__Exercise objective__
In your reply, reproduce the lines from the first one below to the line containing "in writing, software", inclusive, exactly as they stand.

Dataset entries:

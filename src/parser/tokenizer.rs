// Copyright 2024 OctoFHIR Team
//
// Licensed under the Apache License, Version 2.0 (the "License");
// you may not use this file except in compliance with the License.
// You may obtain a copy of the License at
//
//     http://www.apache.org/licenses/LICENSE-2.0
//
// Unless required by applicable law or agreed to in writing, software
// distributed under the License is distributed on an "AS IS" BASIS,
// WITHOUT WARRANTIES OR CONDITIONS OF ANY KIND, either express or implied.
// See the License for the specific language governing permissions and
// limitations under the License.

//! Push-based segment tokenizer
//!
//! [`SegmentTokenizer`] accepts text in arbitrary chunks and emits each
//! segment as soon as its terminator has been seen. Chunk boundaries may fall
//! anywhere, including inside the `ISA` header; unconsumed text is kept until
//! the next [`feed`] or [`finish`].
//!
//! [`feed`]: SegmentTokenizer::feed
//! [`finish`]: SegmentTokenizer::finish

use super::delimiters::{self, ISA_LENGTH};
use crate::config::{Delimiters, X12Options};
use crate::error::{Result, X12Error};
use crate::model::{Element, HeaderTable, Position, PositionTracker, Range, Segment};
use std::sync::Arc;

/// Incremental tokenizer state
#[derive(Debug, Clone)]
pub struct SegmentTokenizer {
    options: X12Options,
    headers: Arc<HeaderTable>,
    buffer: String,
    /// Byte offset of the first unconsumed character in `buffer`
    consumed: usize,
    /// Position of `buffer[consumed..]`
    tracker: PositionTracker,
    /// Delimiters of the current interchange; `None` until an `ISA` is read
    delimiters: Option<Delimiters>,
    last_delimiters: Option<Delimiters>,
    /// Delimiters of each `ISA` read since the last `take_discovered`
    discovered: Vec<Delimiters>,
    emitted: usize,
}

impl SegmentTokenizer {
    /// Create a tokenizer with `options`
    pub fn new(options: &X12Options) -> Self {
        Self {
            headers: options.headers(),
            options: options.clone(),
            buffer: String::new(),
            consumed: 0,
            tracker: PositionTracker::new(),
            delimiters: None,
            last_delimiters: None,
            discovered: Vec::new(),
            emitted: 0,
        }
    }

    /// Delimiters of the most recently read interchange header
    pub fn delimiters(&self) -> Option<Delimiters> {
        self.delimiters.or(self.last_delimiters)
    }

    /// Drain the delimiters of every `ISA` emitted since the last call
    pub fn take_discovered(&mut self) -> Vec<Delimiters> {
        std::mem::take(&mut self.discovered)
    }

    /// Number of segments emitted so far
    pub fn emitted(&self) -> usize {
        self.emitted
    }

    /// Consume a chunk and return every segment it completes
    pub fn feed(&mut self, chunk: &str) -> Result<Vec<Segment>> {
        self.buffer.push_str(chunk);
        let segments = self.drain(false)?;
        self.compact();
        Ok(segments)
    }

    /// Signal end of input and return the remaining segments
    pub fn finish(&mut self) -> Result<Vec<Segment>> {
        let segments = self.drain(true)?;
        self.compact();

        if self.options.strict && self.emitted == 0 {
            return Err(X12Error::parse_at(
                "document is too short to contain an interchange",
                self.tracker.position(),
            ));
        }

        log::debug!("tokenized {} segments", self.emitted);
        Ok(segments)
    }

    fn drain(&mut self, finishing: bool) -> Result<Vec<Segment>> {
        let mut segments = Vec::new();

        loop {
            self.skip_formatting();
            let rest = &self.buffer[self.consumed..];
            if rest.is_empty() {
                break;
            }

            if self.delimiters.is_none() {
                if !finishing && rest.chars().take(ISA_LENGTH).count() < ISA_LENGTH {
                    break;
                }
                let start = self.tracker.position();
                match delimiters::discover(rest, &self.options, start) {
                    Ok(found) => {
                        self.delimiters = Some(found);
                        self.discovered.push(found);
                        let isa = self.take_isa(found)?;
                        segments.push(isa);
                        continue;
                    }
                    Err(err) if self.options.strict => return Err(err),
                    Err(err) => {
                        log::warn!("{err}; using configured delimiters");
                        self.delimiters =
                            Some(self.last_delimiters.unwrap_or_else(|| self.options.delimiters()));
                    }
                }
            }

            let Some(delimiters) = self.delimiters else {
                break;
            };

            let rest = &self.buffer[self.consumed..];
            let Some(end) = rest.find(delimiters.segment) else {
                if finishing {
                    let start = self.tracker.position();
                    if self.options.strict {
                        return Err(X12Error::parse_at(
                            "segment is missing its terminator",
                            start,
                        ));
                    }
                    log::warn!("unterminated segment at {start}");
                    let raw = rest.to_string();
                    if let Some(segment) = self.take_segment(&raw, delimiters, None)? {
                        segments.push(segment);
                    }
                }
                break;
            };

            let raw = rest[..end].to_string();
            if let Some(segment) = self.take_segment(&raw, delimiters, Some(delimiters.segment))? {
                if segment.tag == "IEA" {
                    self.last_delimiters = self.delimiters.take();
                }
                segments.push(segment);
            }
        }

        Ok(segments)
    }

    /// Skip line breaks and blanks that follow a terminator
    fn skip_formatting(&mut self) {
        let rest = &self.buffer[self.consumed..];
        let skipped = rest
            .char_indices()
            .find(|(_, ch)| !ch.is_whitespace())
            .map_or(rest.len(), |(i, _)| i);
        if skipped > 0 {
            self.tracker.advance_str(&rest[..skipped]);
            self.consumed += skipped;
        }
    }

    /// Consume the fixed-width `ISA` segment
    fn take_isa(&mut self, delimiters: Delimiters) -> Result<Segment> {
        let rest = &self.buffer[self.consumed..];
        let raw_len = rest
            .char_indices()
            .nth(ISA_LENGTH - 1)
            .map_or(rest.len(), |(i, _)| i);
        let raw = rest[..raw_len].to_string();
        let start = self.tracker.position();
        let segment = split_segment(&raw, delimiters.element, start);

        self.tracker.advance_str(&raw);
        self.tracker.advance(delimiters.segment);
        self.consumed += raw_len + delimiters.segment.len_utf8();

        if self.options.strict {
            self.validate(&segment)?;
        }
        self.emitted += 1;
        Ok(segment)
    }

    fn take_segment(
        &mut self,
        raw: &str,
        delimiters: Delimiters,
        terminator: Option<char>,
    ) -> Result<Option<Segment>> {
        let start = self.tracker.position();
        let segment = split_segment(raw, delimiters.element, start);

        self.tracker.advance_str(raw);
        self.consumed += raw.len();
        if let Some(terminator) = terminator {
            self.tracker.advance(terminator);
            self.consumed += terminator.len_utf8();
        }

        if segment.tag.is_empty() {
            if self.options.strict {
                return Err(X12Error::parse_at("empty segment", start));
            }
            log::warn!("skipping empty segment at {start}");
            return Ok(None);
        }

        if self.options.strict {
            self.validate(&segment)?;
        }

        self.emitted += 1;
        Ok(Some(segment))
    }

    fn validate(&self, segment: &Segment) -> Result<()> {
        let Some(header) = self.headers.get(&segment.tag) else {
            return Ok(());
        };
        let values: Vec<&str> = segment.elements.iter().map(Element::as_str).collect();
        header
            .validate(&values)
            .map_err(|err| X12Error::parse_at(err.to_string(), segment.range.start))
    }

    fn compact(&mut self) {
        if self.consumed > 0 {
            self.buffer.drain(..self.consumed);
            self.consumed = 0;
        }
    }
}

/// Split raw segment text into a tag and ranged elements
pub(crate) fn split_segment(raw: &str, element_delimiter: char, start: Position) -> Segment {
    let mut tracker = PositionTracker::at(start);
    let mut parts = raw.split(element_delimiter);
    let tag = parts.next().unwrap_or_default().to_string();
    tracker.advance_str(&tag);

    let elements = parts
        .map(|part| {
            tracker.advance(element_delimiter);
            let element_start = tracker.position();
            tracker.advance_str(part);
            Element::with_range(part, Range::new(element_start, tracker.position()))
        })
        .collect();

    Segment {
        tag,
        elements,
        range: Range::new(start, tracker.position()),
        loop_path: None,
    }
}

__Response box__
filename src/parser/tokenizer.rs
// Copyright 2024 OctoFHIR Team
//
// Licensed under the Apache License, Version 2.0 (the "License");
// you may not use this file except in compliance with the License.
// You may obtain a copy of the License at
//
//     http://www.apache.org/licenses/LICENSE-2.0
//
// Unless required by applicable law or agreed to in writing, software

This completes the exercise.